Swan-Neck deformity of the thumb occurs when the thumb’s metacarpophalangeal (MP) joint (the joint where the thumb attaches to the hand) hyperextends too much. The ligament that usually prevents this is called the ‘volar plate’. Some people are born with loose (‘double’) joints; these joints are usually loose because of lax volar plates. Other people tear the volar plate during an injury. However, probably the most common cause of volar plate laxity / thumb MP joint instability / swan-neck deformity is basilar thumb arthritis. The basilar thumb joint is where most of thumb’s motion should occur. When the basilar joint becomes stiff and/or subluxed (partially out of joint) from arthritis, it can no longer move normally. The thumb’s stress of reaching around large objects, such as bottles or cans, is then transferred to the MP joint. In order for the thumb to grasp these objectsm the MP joint has to stretch into extension to compensate for the fact that the basilar joint is not moving well. Over time, the MP joint’s volar plate stretches out, leading to hyperextension laxity.
Regardless of why the MP joint’s volar plate is lax or injured, this problem is often curable by a simple, predictable outpatient surgery called a volar capsulodesis. The volar capsulodesis involves repairing or shortening the volar plate by placing a suture anchor (a device that looks like a harpoon-head with stitches attached) into the thumb’s metacarpal bone (the large bone of the thumb). The volar plate is then tied down to the metacarpal bone in a shortened position. After surgery, a cast is worn for 3-4 weeks. Computer use and typing is possible immediately, but heavy gripping and pinching should not be performed for 3-4 months after surgery.

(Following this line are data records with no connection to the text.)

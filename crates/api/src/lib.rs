//! HTTP surface of the delivery marketplace order engine.
//!
//! Exposes checkout, order transitions, the merchant catalog, wallets and
//! withdrawals, and the delivery board / driver earnings read models, with
//! structured logging (tracing) and Prometheus metrics.

pub mod config;
pub mod error;
pub mod routes;

use std::sync::Arc;

use axum::Router;
use axum::routing::{get, post, put};
use event_store::EventStore;
use metrics_exporter_prometheus::PrometheusHandle;
use projections::{DeliveryBoardView, DriverEarningsView, ProjectionProcessor};
use settlement::{Collaborators, EngineConfig, OrderEngine};
use tower_http::cors::{Any, CorsLayer};
use tower_http::trace::TraceLayer;

use routes::AppState;

/// Creates the Axum application router with all routes and shared state.
pub fn create_app<S: EventStore + Clone + 'static>(
    state: Arc<AppState<S>>,
    metrics_handle: PrometheusHandle,
) -> Router {
    let metrics_router = Router::new()
        .route("/metrics", get(routes::metrics::render))
        .with_state(metrics_handle);

    Router::new()
        .route("/health", get(routes::health::check::<S>))
        // Orders
        .route("/orders", post(routes::orders::create::<S>))
        .route("/orders/{id}", get(routes::orders::get::<S>))
        .route(
            "/orders/{id}/transitions",
            post(routes::orders::transition::<S>),
        )
        .route("/orders/{id}/events", get(routes::orders::events::<S>))
        // Read models
        .route(
            "/deliveries/available",
            get(routes::deliveries::available::<S>),
        )
        .route(
            "/drivers/{id}/earnings",
            get(routes::deliveries::driver_earnings::<S>),
        )
        // Catalog
        .route("/products", post(routes::products::register::<S>))
        .route("/products/{id}", get(routes::products::get::<S>))
        .route(
            "/products/{id}/restock",
            post(routes::products::restock::<S>),
        )
        .route("/products/{id}/price", put(routes::products::reprice::<S>))
        // Wallets
        .route("/wallets/{kind}/{id}", get(routes::wallets::get::<S>))
        .route(
            "/wallets/{kind}/{id}/withdrawals",
            post(routes::wallets::request_withdrawal::<S>),
        )
        .route(
            "/wallets/{kind}/{id}/withdrawals/{wid}/pending",
            post(routes::wallets::mark_pending::<S>),
        )
        .route(
            "/wallets/{kind}/{id}/withdrawals/{wid}/settle",
            post(routes::wallets::settle::<S>),
        )
        // Back office
        .route(
            "/admin/drivers/{id}",
            put(routes::admin::set_driver_approval::<S>),
        )
        .route(
            "/admin/merchants/{id}",
            put(routes::admin::upsert_merchant::<S>),
        )
        .with_state(state)
        .merge(metrics_router)
        .layer(
            CorsLayer::new()
                .allow_origin(Any)
                .allow_methods(Any)
                .allow_headers(Any),
        )
        .layer(TraceLayer::new_for_http())
}

/// Wires the engine and both read models over one event store.
pub fn create_state<S: EventStore + Clone + 'static>(
    event_store: S,
    collaborators: Collaborators,
    engine_config: EngineConfig,
) -> Arc<AppState<S>> {
    let engine = OrderEngine::new(event_store.clone(), collaborators, engine_config);

    let delivery_board = DeliveryBoardView::new();
    let driver_earnings = DriverEarningsView::new();

    let mut processor = ProjectionProcessor::new(event_store);
    processor.register(Box::new(delivery_board.clone()));
    processor.register(Box::new(driver_earnings.clone()));

    Arc::new(AppState {
        engine,
        projection_processor: Arc::new(processor),
        delivery_board,
        driver_earnings,
    })
}

/// State with empty in-memory directories, straight-line routing and
/// log-only notifications.
pub fn create_default_state<S: EventStore + Clone + 'static>(event_store: S) -> Arc<AppState<S>> {
    create_state(
        event_store,
        Collaborators::in_memory(),
        EngineConfig::default(),
    )
}
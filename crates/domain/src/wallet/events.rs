//! Wallet domain events.

use chrono::{DateTime, Utc};
use common::AggregateId;
use serde::{Deserialize, Serialize};

use crate::aggregate::DomainEvent;

use super::{PayoutOutcome, Transaction, Withdrawal, WithdrawalId, WalletOwner, withdrawal_key};

#[derive(Debug, Clone, Serialize, Deserialize)]
#[serde(tag = "type", content = "data")]
pub enum WalletEvent {
    /// First activity on the owner's wallet.
    WalletOpened(WalletOpenedData),

    /// A completed credit or debit.
    TransactionRecorded(Transaction),

    /// A withdrawal was requested and its amount debited.
    WithdrawalRequested(WithdrawalRequestedData),

    /// The payout provider accepted the withdrawal.
    WithdrawalPending(WithdrawalPendingData),

    /// The payout finished; a failed payout carries its refund.
    WithdrawalSettled(WithdrawalSettledData),
}

impl DomainEvent for WalletEvent {
    fn event_type(&self) -> &'static str {
        match self {
            WalletEvent::WalletOpened(_) => "WalletOpened",
            WalletEvent::TransactionRecorded(_) => "TransactionRecorded",
            WalletEvent::WithdrawalRequested(_) => "WithdrawalRequested",
            WalletEvent::WithdrawalPending(_) => "WithdrawalPending",
            WalletEvent::WithdrawalSettled(_) => "WithdrawalSettled",
        }
    }

    fn idempotency_key(&self) -> Option<String> {
        match self {
            WalletEvent::TransactionRecorded(txn) => txn.idempotency_key.clone(),
            WalletEvent::WithdrawalRequested(data) => Some(withdrawal_key(data.withdrawal.id)),
            WalletEvent::WithdrawalSettled(data) => {
                data.refund.as_ref().and_then(|r| r.idempotency_key.clone())
            }
            WalletEvent::WalletOpened(_) | WalletEvent::WithdrawalPending(_) => None,
        }
    }
}

#[derive(Debug, Clone, Serialize, Deserialize)]
pub struct WalletOpenedData {
    pub wallet_id: AggregateId,
    pub owner: WalletOwner,
    pub currency: String,
    pub opened_at: DateTime<Utc>,
}

#[derive(Debug, Clone, Serialize, Deserialize)]
pub struct WithdrawalRequestedData {
    pub withdrawal: Withdrawal,
    pub debit: Transaction,
}

#[derive(Debug, Clone, Serialize, Deserialize)]
pub struct WithdrawalPendingData {
    pub withdrawal_id: WithdrawalId,
    pub payout_reference: String,
}

#[derive(Debug, Clone, Serialize, Deserialize)]
pub struct WithdrawalSettledData {
    pub withdrawal_id: WithdrawalId,
    pub outcome: PayoutOutcome,
    pub refund: Option<Transaction>,
    pub settled_at: DateTime<Utc>,
}
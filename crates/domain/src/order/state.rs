//! Order status machine.

use serde::{Deserialize, Serialize};

/// Party that performs a given step of the lifecycle.
#[derive(Debug, Clone, Copy, PartialEq, Eq)]
pub enum StepOwner {
    Merchant,
    Driver,
}

/// The status of an order in its lifecycle.
///
/// ```text
/// PENDING ─► ACCEPTED_BY_MERCHANT ─► IN_PREPARATION ─► READY_TO_DELIVER
///                                                            │
///                         COMPLETED ◄─ ON_THE_WAY ◄─ ACCEPTED_BY_DRIVER
/// ```
///
/// A merchant may reject a pending order and cancel it any time before a
/// driver picks it up. A driver may complete straight from pickup, reject
/// right after pickup, or cancel while on the way.
#[derive(Debug, Clone, Copy, PartialEq, Eq, Hash, Serialize, Deserialize, Default)]
#[serde(rename_all = "SCREAMING_SNAKE_CASE")]
pub enum OrderStatus {
    #[default]
    Pending,
    AcceptedByMerchant,
    InPreparation,
    ReadyToDeliver,
    AcceptedByDriver,
    OnTheWay,
    Completed,
    RejectedByMerchant,
    RejectedByDriver,
    CanceledByMerchant,
    CanceledByDriver,
}

impl OrderStatus {
    pub const ALL: [OrderStatus; 11] = [
        OrderStatus::Pending,
        OrderStatus::AcceptedByMerchant,
        OrderStatus::InPreparation,
        OrderStatus::ReadyToDeliver,
        OrderStatus::AcceptedByDriver,
        OrderStatus::OnTheWay,
        OrderStatus::Completed,
        OrderStatus::RejectedByMerchant,
        OrderStatus::RejectedByDriver,
        OrderStatus::CanceledByMerchant,
        OrderStatus::CanceledByDriver,
    ];

    /// Returns true if `target` is reachable from this status in one step.
    pub fn can_transition_to(&self, target: OrderStatus) -> bool {
        use OrderStatus::*;

        matches!(
            (self, target),
            (Pending, AcceptedByMerchant)
                | (Pending, RejectedByMerchant)
                | (AcceptedByMerchant, InPreparation)
                | (AcceptedByMerchant, CanceledByMerchant)
                | (InPreparation, ReadyToDeliver)
                | (InPreparation, CanceledByMerchant)
                | (ReadyToDeliver, CanceledByMerchant)
                | (ReadyToDeliver, AcceptedByDriver)
                | (AcceptedByDriver, OnTheWay)
                | (AcceptedByDriver, Completed)
                | (AcceptedByDriver, RejectedByDriver)
                | (OnTheWay, Completed)
                | (OnTheWay, CanceledByDriver)
        )
    }

    /// Who is allowed to move an order into this status. `None` for the
    /// initial status, which only checkout produces.
    pub fn step_owner(&self) -> Option<StepOwner> {
        use OrderStatus::*;

        match self {
            Pending => None,
            AcceptedByMerchant | InPreparation | ReadyToDeliver | RejectedByMerchant
            | CanceledByMerchant => Some(StepOwner::Merchant),
            AcceptedByDriver | OnTheWay | Completed | RejectedByDriver | CanceledByDriver => {
                Some(StepOwner::Driver)
            }
        }
    }

    /// Entering this status hands reserved stock back to inventory.
    pub fn releases_stock(&self) -> bool {
        matches!(
            self,
            OrderStatus::RejectedByMerchant | OrderStatus::CanceledByMerchant
        )
    }

    pub fn is_terminal(&self) -> bool {
        matches!(
            self,
            OrderStatus::Completed
                | OrderStatus::RejectedByMerchant
                | OrderStatus::RejectedByDriver
                | OrderStatus::CanceledByMerchant
                | OrderStatus::CanceledByDriver
        )
    }

    pub fn as_str(&self) -> &'static str {
        match self {
            OrderStatus::Pending => "PENDING",
            OrderStatus::AcceptedByMerchant => "ACCEPTED_BY_MERCHANT",
            OrderStatus::InPreparation => "IN_PREPARATION",
            OrderStatus::ReadyToDeliver => "READY_TO_DELIVER",
            OrderStatus::AcceptedByDriver => "ACCEPTED_BY_DRIVER",
            OrderStatus::OnTheWay => "ON_THE_WAY",
            OrderStatus::Completed => "COMPLETED",
            OrderStatus::RejectedByMerchant => "REJECTED_BY_MERCHANT",
            OrderStatus::RejectedByDriver => "REJECTED_BY_DRIVER",
            OrderStatus::CanceledByMerchant => "CANCELED_BY_MERCHANT",
            OrderStatus::CanceledByDriver => "CANCELED_BY_DRIVER",
        }
    }
}

impl std::fmt::Display for OrderStatus {
    fn fmt(&self, f: &mut std::fmt::Formatter<'_>) -> std::fmt::Result {
        write!(f, "{}", self.as_str())
    }
}

impl std::str::FromStr for OrderStatus {
    type Err = String;

    fn from_str(s: &str) -> Result<Self, Self::Err> {
        OrderStatus::ALL
            .into_iter()
            .find(|status| status.as_str().eq_ignore_ascii_case(s))
            .ok_or_else(|| format!("unknown order status: {s}"))
    }
}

If a basilar joint reconstruction (ie. LRTI; please see the Basilar Thumb Joint Arthritis section of the website) is being performed and the thumb’s MP joint has 30˚ of hyperextension or more, the volar capsulodesis must be performed at the same time. If the volar capsulodesis is not performed, the MP joint’s collapse into extension with gripping and pinching places high stresses on the LRTI reconstruction, leading it a higher chance of instability, with loss of grip and pinch strength. The MP joint volar capsulodesis is performed at the same time as the LRTI, doesn’t hurt much, and doesn’t lead to any extra time in a cast.
So, if your MP joint has a swan-neck deformity or weakness due to laxity of the volar plate, it can be well-treated with a simple, quick outpatient procedure.